- Task to complete -
Match the string "Lambda" against each line below, and copy every line that matches.

--- Material for the task Enclosed Below ---

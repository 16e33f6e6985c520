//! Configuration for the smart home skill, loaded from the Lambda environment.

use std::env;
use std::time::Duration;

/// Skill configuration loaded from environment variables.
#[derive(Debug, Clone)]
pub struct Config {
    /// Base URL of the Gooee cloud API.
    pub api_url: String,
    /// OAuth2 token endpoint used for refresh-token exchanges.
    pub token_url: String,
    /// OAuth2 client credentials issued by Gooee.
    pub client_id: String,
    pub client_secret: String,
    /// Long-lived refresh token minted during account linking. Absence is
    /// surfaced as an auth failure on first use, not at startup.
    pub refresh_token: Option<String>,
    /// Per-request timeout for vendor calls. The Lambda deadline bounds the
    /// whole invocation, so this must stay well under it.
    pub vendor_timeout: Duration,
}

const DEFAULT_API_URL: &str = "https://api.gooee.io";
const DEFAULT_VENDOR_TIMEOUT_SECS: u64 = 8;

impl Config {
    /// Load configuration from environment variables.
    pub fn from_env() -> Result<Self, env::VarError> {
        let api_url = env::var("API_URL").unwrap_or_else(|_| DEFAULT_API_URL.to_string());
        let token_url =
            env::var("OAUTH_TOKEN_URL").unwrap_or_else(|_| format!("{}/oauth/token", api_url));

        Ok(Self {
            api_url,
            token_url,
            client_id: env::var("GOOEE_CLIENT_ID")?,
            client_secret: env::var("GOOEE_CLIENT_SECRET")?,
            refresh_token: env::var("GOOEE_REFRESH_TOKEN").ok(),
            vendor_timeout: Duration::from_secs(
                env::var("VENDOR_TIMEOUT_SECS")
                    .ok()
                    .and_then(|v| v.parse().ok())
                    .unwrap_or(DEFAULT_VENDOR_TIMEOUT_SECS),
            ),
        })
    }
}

--- End of Enclosed Material for the task ---

- Exercise solution -
//! Configuration for the smart home skill, loaded from the Lambda environment.
    /// Per-request timeout for vendor calls. The Lambda deadline bounds the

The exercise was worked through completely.